▸ **Raw data**
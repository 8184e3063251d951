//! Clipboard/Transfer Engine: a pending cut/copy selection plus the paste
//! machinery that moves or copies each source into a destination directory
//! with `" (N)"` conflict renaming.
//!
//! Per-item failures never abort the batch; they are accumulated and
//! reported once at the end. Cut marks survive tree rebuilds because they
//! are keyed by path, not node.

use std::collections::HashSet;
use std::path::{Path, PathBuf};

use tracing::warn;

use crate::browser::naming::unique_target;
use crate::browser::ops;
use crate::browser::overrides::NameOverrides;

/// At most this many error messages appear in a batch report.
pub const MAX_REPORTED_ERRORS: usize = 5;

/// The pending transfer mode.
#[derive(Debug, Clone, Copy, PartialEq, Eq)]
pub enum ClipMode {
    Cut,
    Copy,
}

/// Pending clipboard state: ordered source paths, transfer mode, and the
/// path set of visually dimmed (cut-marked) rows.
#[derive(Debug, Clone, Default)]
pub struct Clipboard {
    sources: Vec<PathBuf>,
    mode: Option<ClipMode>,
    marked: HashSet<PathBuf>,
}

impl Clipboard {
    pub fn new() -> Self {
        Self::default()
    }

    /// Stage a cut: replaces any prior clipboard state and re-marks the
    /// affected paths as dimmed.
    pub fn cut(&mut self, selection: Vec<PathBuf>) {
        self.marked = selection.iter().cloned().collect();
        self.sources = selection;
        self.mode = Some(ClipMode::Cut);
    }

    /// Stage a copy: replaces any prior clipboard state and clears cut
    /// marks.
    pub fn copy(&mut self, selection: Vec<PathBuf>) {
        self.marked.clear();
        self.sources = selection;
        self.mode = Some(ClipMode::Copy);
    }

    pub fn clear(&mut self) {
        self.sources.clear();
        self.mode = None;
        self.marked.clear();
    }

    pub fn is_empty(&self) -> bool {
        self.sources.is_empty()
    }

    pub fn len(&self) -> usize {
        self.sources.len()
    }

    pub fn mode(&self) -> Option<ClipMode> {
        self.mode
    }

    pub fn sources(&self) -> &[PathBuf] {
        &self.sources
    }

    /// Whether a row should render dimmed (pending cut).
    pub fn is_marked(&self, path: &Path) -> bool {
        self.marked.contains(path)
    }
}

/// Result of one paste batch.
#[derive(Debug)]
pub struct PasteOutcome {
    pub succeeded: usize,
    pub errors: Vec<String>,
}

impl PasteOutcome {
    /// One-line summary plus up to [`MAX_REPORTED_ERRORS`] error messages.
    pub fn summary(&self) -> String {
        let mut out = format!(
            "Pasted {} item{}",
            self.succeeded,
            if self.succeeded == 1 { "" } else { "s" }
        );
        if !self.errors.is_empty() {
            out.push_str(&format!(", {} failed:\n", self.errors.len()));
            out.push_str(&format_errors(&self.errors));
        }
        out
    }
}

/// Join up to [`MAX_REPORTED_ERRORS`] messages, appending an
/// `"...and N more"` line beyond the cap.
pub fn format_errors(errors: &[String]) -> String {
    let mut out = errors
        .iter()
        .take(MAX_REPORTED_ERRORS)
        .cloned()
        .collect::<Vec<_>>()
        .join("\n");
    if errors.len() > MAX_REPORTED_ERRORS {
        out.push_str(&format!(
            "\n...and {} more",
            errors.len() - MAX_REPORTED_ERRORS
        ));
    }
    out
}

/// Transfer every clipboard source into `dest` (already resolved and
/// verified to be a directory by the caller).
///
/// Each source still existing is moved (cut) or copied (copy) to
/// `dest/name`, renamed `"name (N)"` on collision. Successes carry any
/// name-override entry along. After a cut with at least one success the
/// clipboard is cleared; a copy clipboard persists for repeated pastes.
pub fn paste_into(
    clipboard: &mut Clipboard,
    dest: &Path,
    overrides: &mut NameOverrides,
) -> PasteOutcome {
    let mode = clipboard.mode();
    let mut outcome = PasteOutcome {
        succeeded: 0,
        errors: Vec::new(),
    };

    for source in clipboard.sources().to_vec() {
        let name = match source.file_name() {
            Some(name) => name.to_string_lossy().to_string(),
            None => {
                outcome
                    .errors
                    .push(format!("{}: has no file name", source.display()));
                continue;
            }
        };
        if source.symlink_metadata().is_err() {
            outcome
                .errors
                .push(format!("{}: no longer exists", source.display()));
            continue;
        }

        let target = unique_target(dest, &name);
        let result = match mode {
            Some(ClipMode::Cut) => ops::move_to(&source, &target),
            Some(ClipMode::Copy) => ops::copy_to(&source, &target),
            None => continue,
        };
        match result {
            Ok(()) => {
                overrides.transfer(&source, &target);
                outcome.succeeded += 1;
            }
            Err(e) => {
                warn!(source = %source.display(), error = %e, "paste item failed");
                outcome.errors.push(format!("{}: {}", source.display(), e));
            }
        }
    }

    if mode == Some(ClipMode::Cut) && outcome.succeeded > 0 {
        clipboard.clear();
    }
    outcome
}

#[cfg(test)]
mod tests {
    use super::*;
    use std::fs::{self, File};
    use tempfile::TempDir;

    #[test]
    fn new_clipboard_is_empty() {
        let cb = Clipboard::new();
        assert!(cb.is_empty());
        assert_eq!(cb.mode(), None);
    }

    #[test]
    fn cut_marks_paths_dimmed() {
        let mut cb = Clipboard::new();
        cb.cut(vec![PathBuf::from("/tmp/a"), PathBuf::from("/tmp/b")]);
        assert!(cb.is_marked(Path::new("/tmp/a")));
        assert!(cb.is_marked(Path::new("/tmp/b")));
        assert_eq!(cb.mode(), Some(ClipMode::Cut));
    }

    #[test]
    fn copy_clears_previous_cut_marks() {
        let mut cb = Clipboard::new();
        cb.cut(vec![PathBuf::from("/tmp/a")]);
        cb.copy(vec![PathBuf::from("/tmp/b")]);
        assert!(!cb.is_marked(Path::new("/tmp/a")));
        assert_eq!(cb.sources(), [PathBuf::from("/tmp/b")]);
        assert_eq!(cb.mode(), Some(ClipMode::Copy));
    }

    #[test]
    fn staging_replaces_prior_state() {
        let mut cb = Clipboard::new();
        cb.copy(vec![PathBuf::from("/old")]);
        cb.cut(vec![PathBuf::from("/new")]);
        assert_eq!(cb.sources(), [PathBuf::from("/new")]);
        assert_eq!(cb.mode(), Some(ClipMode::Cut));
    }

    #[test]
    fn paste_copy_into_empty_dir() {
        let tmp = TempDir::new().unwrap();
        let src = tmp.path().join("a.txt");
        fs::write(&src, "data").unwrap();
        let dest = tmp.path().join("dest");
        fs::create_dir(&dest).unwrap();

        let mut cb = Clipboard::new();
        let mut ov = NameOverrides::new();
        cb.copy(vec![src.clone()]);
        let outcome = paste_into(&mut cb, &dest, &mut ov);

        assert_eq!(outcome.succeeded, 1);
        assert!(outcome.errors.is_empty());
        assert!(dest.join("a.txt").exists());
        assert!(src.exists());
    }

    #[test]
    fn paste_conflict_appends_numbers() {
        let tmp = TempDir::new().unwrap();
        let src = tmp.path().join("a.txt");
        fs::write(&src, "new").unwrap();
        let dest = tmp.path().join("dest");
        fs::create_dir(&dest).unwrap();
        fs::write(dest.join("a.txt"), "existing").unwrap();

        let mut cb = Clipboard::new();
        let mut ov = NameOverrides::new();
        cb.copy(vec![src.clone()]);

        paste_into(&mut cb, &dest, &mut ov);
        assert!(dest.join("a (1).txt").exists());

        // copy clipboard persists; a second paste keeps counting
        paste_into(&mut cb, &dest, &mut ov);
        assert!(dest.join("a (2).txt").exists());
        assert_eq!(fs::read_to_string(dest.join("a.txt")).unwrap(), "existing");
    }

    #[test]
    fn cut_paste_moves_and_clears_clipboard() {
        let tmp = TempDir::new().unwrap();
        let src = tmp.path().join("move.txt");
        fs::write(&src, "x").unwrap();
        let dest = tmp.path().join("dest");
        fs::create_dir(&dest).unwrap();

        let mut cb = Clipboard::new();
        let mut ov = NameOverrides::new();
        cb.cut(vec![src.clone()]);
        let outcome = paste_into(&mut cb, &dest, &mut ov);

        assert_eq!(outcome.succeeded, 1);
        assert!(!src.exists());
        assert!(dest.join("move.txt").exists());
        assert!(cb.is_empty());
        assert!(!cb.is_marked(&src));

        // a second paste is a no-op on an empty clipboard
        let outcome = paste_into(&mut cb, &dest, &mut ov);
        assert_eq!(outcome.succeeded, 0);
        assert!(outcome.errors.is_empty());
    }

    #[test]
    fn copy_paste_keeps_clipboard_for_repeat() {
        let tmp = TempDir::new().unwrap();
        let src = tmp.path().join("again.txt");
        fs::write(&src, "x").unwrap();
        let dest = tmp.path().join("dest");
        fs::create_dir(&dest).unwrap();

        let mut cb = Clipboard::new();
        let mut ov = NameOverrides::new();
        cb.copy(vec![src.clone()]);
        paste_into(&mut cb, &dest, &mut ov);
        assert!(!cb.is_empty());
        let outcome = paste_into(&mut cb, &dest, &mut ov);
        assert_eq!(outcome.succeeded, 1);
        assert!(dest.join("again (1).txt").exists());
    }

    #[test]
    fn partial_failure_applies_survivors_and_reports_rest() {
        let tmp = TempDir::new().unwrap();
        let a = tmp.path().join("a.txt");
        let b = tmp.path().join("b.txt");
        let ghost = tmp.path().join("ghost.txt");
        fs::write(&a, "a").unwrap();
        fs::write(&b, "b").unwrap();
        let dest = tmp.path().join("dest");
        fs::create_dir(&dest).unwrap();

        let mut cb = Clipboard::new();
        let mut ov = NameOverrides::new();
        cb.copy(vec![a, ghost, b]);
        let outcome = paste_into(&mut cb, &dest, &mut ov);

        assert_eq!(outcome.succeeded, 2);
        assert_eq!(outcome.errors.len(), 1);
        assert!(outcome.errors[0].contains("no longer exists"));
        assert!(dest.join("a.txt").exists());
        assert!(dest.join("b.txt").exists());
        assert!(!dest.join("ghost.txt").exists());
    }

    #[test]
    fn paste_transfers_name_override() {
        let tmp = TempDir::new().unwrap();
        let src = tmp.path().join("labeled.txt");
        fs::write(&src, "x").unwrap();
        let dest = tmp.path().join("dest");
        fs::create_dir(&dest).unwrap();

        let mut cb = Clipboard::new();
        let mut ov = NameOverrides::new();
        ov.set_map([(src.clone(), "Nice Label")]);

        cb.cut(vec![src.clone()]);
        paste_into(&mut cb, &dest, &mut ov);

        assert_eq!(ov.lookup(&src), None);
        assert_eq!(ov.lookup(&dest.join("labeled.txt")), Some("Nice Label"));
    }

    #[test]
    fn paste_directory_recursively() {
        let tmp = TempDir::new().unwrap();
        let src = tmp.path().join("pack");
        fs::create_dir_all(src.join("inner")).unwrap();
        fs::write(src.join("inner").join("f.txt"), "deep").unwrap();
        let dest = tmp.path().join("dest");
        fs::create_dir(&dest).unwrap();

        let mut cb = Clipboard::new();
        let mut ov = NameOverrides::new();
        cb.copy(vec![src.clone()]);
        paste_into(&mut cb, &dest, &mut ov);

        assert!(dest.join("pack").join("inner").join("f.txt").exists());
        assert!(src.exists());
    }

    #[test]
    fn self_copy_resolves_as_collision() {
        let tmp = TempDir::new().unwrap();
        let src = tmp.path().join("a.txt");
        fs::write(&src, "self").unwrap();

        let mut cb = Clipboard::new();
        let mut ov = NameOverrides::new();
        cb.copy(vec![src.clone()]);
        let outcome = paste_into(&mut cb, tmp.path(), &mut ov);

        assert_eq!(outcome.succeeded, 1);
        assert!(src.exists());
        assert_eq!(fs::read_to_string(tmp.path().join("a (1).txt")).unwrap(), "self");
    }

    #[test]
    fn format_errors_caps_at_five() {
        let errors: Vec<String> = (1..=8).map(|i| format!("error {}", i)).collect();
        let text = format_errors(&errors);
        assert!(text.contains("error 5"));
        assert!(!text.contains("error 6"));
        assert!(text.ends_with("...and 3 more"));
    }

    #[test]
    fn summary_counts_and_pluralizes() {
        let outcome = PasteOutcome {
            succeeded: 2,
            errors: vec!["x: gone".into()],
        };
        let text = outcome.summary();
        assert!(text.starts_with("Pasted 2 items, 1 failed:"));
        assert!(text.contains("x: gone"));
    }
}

▸ **Description of the task**
Look through the material above and print exactly the lines from the one containing "has no file" to the one containing "if mode == Some(ClipMode::Cut)", both included, and nothing more.

▸ **Finished task**
                    .push(format!("{}: has no file name", source.display()));
                continue;
            }
        };
        if source.symlink_metadata().is_err() {
            outcome
                .errors
                .push(format!("{}: no longer exists", source.display()));
            continue;
        }

        let target = unique_target(dest, &name);
        let result = match mode {
            Some(ClipMode::Cut) => ops::move_to(&source, &target),
            Some(ClipMode::Copy) => ops::copy_to(&source, &target),
            None => continue,
        };
        match result {
            Ok(()) => {
                overrides.transfer(&source, &target);
                outcome.succeeded += 1;
            }
            Err(e) => {
                warn!(source = %source.display(), error = %e, "paste item failed");
                outcome.errors.push(format!("{}: {}", source.display(), e));
            }
        }
    }

    if mode == Some(ClipMode::Cut) && outcome.succeeded > 0 {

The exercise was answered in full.